Government Response to IHT on Pensions - A Disappointing Outcome
The Government has now published its response to the Technical Consultation on Inheritance Tax (IHT) on pensions: liability, reporting and payment. Disappointingly, it appears they are pressing ahead with most of the proposals - despite well-reasoned and practical alternatives put forward by many in the industry, including ourselves.
In our consultation response back in January, we outlined our concerns in detail. Like others, we put forward simple, effective alternatives that would have met HMRC's revenue goals without introducing IHT into pensions.
For example:
- Apply income tax at the recipient's marginal rate on death benefits - a fair, efficient method that aligns with how pension income is taxed during life and could allow for the removal of the Lump Sum Death Benefit Allowance (LSDBA), thereby simplifying the system.
- Reintroduce a flat-rate death tax, similar to the approach used prior to the introduction of pension freedoms in 2015 - a model that was well-understood and easier to administer.
Instead, what we're left with is a complex, delayed, and potentially distressing system that puts the entire burden of tax payment on personal representatives (PRs) - often grieving relatives with little financial experience.
This approach risks significant delays to the payment of death benefits, currently processed within days or weeks, but now likely to take months as PRs navigate a much more cumbersome process.
The expectation that PRs will coordinate IHT calculations on pension funds, alongside the rest of the estate, adds unnecessary pressure and potential for error, especially given the tight six-month deadline for IHT payment.
While this may simplify things for scheme administrators, it's being done at the expense of beneficiaries and families, who will bear the stress of both complexity and delay.
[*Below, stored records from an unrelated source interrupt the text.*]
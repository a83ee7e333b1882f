use async_trait::async_trait;
use parking_lot::Mutex;
use parse_display::{Display, FromStr};
use reproject::{
    store::{Event, Store, WriteEvent},
    ConfigBuilder, Persistor, Projector, Row, TableDefinition, TableRef, ViewSchemaConfig,
    ViewStore,
};
use serde::{Deserialize, Serialize};
use serde_json::{json, Value};
use std::sync::{
    atomic::{AtomicBool, Ordering},
    Arc,
};
use tokio::sync::Notify;
use uuid::Uuid;

#[derive(Display, FromStr)]
#[display(style = "kebab-case")]
pub enum AccountEvent {
    AccountCreated,
    AccountRenamed,
}

impl From<AccountEvent> for String {
    fn from(val: AccountEvent) -> Self {
        val.to_string()
    }
}

#[derive(Serialize, Deserialize)]
pub struct AccountCreated {
    pub name: String,
}

#[derive(Serialize, Deserialize)]
pub struct AccountRenamed {
    pub name: String,
}

/// What goes wrong when an aggregate id starts with the faulty prefix.
#[derive(Clone, Copy)]
pub enum Fault {
    Error,
    Panic,
    /// Waits for a notification that never comes.
    Stall,
}

/// Projects accounts into one table, remembering every event it handled.
pub struct Accounts {
    table: String,
    fault: Option<(char, Fault)>,
    seen: Mutex<Vec<i64>>,
    stall: Notify,
    stall_started: AtomicBool,
    stall_finished: AtomicBool,
}

impl Accounts {
    pub fn new(table: &str) -> Arc<Self> {
        Self::with_fault(table, None)
    }

    /// Fails on the first event of an aggregate whose id starts with `prefix`.
    pub fn failing(table: &str, prefix: char) -> Arc<Self> {
        Self::with_fault(table, Some((prefix, Fault::Error)))
    }

    pub fn panicking(table: &str, prefix: char) -> Arc<Self> {
        Self::with_fault(table, Some((prefix, Fault::Panic)))
    }

    pub fn stalling(table: &str, prefix: char) -> Arc<Self> {
        Self::with_fault(table, Some((prefix, Fault::Stall)))
    }

    fn with_fault(table: &str, fault: Option<(char, Fault)>) -> Arc<Self> {
        Arc::new(Self {
            table: table.to_owned(),
            fault,
            seen: Mutex::new(Vec::new()),
            stall: Notify::new(),
            stall_started: AtomicBool::new(false),
            stall_finished: AtomicBool::new(false),
        })
    }

    pub fn stall_started(&self) -> bool {
        self.stall_started.load(Ordering::SeqCst)
    }

    pub fn stall_finished(&self) -> bool {
        self.stall_finished.load(Ordering::SeqCst)
    }

    pub fn seen(&self) -> Vec<i64> {
        let mut seen = self.seen.lock().clone();
        seen.sort();
        seen
    }

    pub fn clear_seen(&self) {
        self.seen.lock().clear();
    }

    pub fn table_ref(&self) -> TableRef {
        TableRef::new(self.table.to_owned(), "id")
    }
}

#[async_trait]
impl Projector for Accounts {
    fn name(&self) -> String {
        format!("{}-projector", self.table)
    }

    fn message_types(&self) -> Vec<String> {
        vec![
            AccountEvent::AccountCreated.into(),
            AccountEvent::AccountRenamed.into(),
        ]
    }

    fn managed_tables(&self) -> Vec<TableDefinition> {
        let table = &self.table;

        vec![TableDefinition::new(
            table,
            "id",
            format!(
                "CREATE TABLE {table}%SUFFIX% (id uuid NOT NULL, name text, version integer, CONSTRAINT {table}_pkey%SUFFIX% PRIMARY KEY (id));"
            ),
        )
        .indexes(format!(
            "CREATE INDEX {table}_name%SUFFIX% ON {table}%SUFFIX% (name);"
        ))]
    }

    async fn handle(&self, event: &Event, persistor: &mut dyn Persistor) -> anyhow::Result<()> {
        if let Some((prefix, fault)) = self.fault {
            if event.aggregate_id.to_string().starts_with(prefix) {
                match fault {
                    Fault::Error => anyhow::bail!("account {} is corrupted", event.aggregate_id),
                    Fault::Panic => panic!("account {} is unreadable", event.aggregate_id),
                    Fault::Stall => {
                        self.stall_started.store(true, Ordering::SeqCst);
                        self.stall.notified().await;
                        self.stall_finished.store(true, Ordering::SeqCst);
                    }
                }
            }
        }

        self.seen.lock().push(event.id);

        let id = json!(event.aggregate_id);

        match event.event_type.parse::<AccountEvent>()? {
            AccountEvent::AccountCreated => {
                let data: AccountCreated = event.to_data()?;
                let mut row = Row::new();
                row.insert("id".to_owned(), id);
                row.insert("name".to_owned(), Value::String(data.name));
                row.insert("version".to_owned(), json!(event.sequence_number));

                persistor.upsert(&self.table, row).await?;
            }
            AccountEvent::AccountRenamed => {
                let data: AccountRenamed = event.to_data()?;
                let mut row = persistor
                    .get(&self.table, &id)
                    .await?
                    .ok_or_else(|| anyhow::anyhow!("account {id} not found"))?;

                row.insert("name".to_owned(), Value::String(data.name));
                row.insert("version".to_owned(), json!(event.sequence_number));

                persistor.upsert(&self.table, row).await?;
            }
        }

        Ok(())
    }
}

pub fn as_projector(accounts: &Arc<Accounts>) -> Arc<dyn Projector> {
    accounts.clone()
}

pub fn config() -> ViewSchemaConfig {
    ConfigBuilder::new()
        .block_size(10)
        .replay_workers(4)
        .online_group_exponent(1)
        .offline_group_exponent(1)
        .build()
}

pub fn random_ids(n: usize) -> Vec<Uuid> {
    (0..n).map(|_| Uuid::new_v4()).collect()
}

/// Ids whose first byte is `first`, so they fall in a known replay group.
pub fn ids_with_prefix(n: usize, first: u8) -> Vec<Uuid> {
    (0..n)
        .map(|_| {
            let mut bytes = *Uuid::new_v4().as_bytes();
            bytes[0] = first;
            Uuid::from_bytes(bytes)
        })
        .collect()
}

pub async fn create_accounts(store: &Store, ids: &[Uuid]) -> anyhow::Result<Vec<Event>> {
    let mut events = Vec::with_capacity(ids.len());

    for chunk in ids.chunks(500) {
        let write_events = chunk
            .iter()
            .enumerate()
            .map(|(i, id)| {
                WriteEvent::new(AccountEvent::AccountCreated)
                    .aggregate(*id, 1)
                    .data(AccountCreated {
                        name: format!("account-{i}"),
                    })
            })
            .collect::<Result<Vec<_>, _>>()?;

        events.extend(store.append(write_events).await?);
    }

    Ok(events)
}

pub async fn rename_account(
    store: &Store,
    id: Uuid,
    sequence_number: i32,
    name: &str,
) -> anyhow::Result<Event> {
    let mut events = store
        .append(vec![WriteEvent::new(AccountEvent::AccountRenamed)
            .aggregate(id, sequence_number)
            .data(AccountRenamed {
                name: name.to_owned(),
            })?])
        .await?;

    events
        .pop()
        .ok_or_else(|| anyhow::anyhow!("no event appended"))
}

/// `<table>_<version>` tables currently in the view store.
pub async fn versioned_tables(views: &ViewStore, table: &str) -> anyhow::Result<Vec<String>> {
    let prefix = format!("{table}_");

    Ok(views
        .tables()
        .await?
        .into_iter()
        .filter(|name| {
            name.strip_prefix(&prefix)
                .map(|version| version.parse::<u32>().is_ok())
                .unwrap_or(false)
        })
        .collect())
}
Frankly, this feels like a short-sighted decision. While we recognise the fiscal pressures facing the government, the blanket dismissal of fair, practical alternatives is both disappointing and surprising.
The industry had presented thoughtful solutions that would raise similar tax revenue, but in a way that respects the unique nature of pensions and the need for swift support for families at their most vulnerable time.
We will continue to advocate for a more sensible and humane approach to taxing pension death benefits.
The information above is based on our understanding of the legislation applicable to UK Registered Pension Schemes, and HM Revenue & Customs rules. It is provided as a summary only and should not be taken as advice - Morgan Lloyd SIPP Services Ltd and Morgan Lloyd Administration Ltd are not authorised to give financial advice and will not be responsible for any decision or action taken as a result of relying on this information. If you are a retail client you should seek financial advice from a financial adviser who is authorised by the Financial Conduct Authority and/or seek guidance from the Government’s Pension Wise service.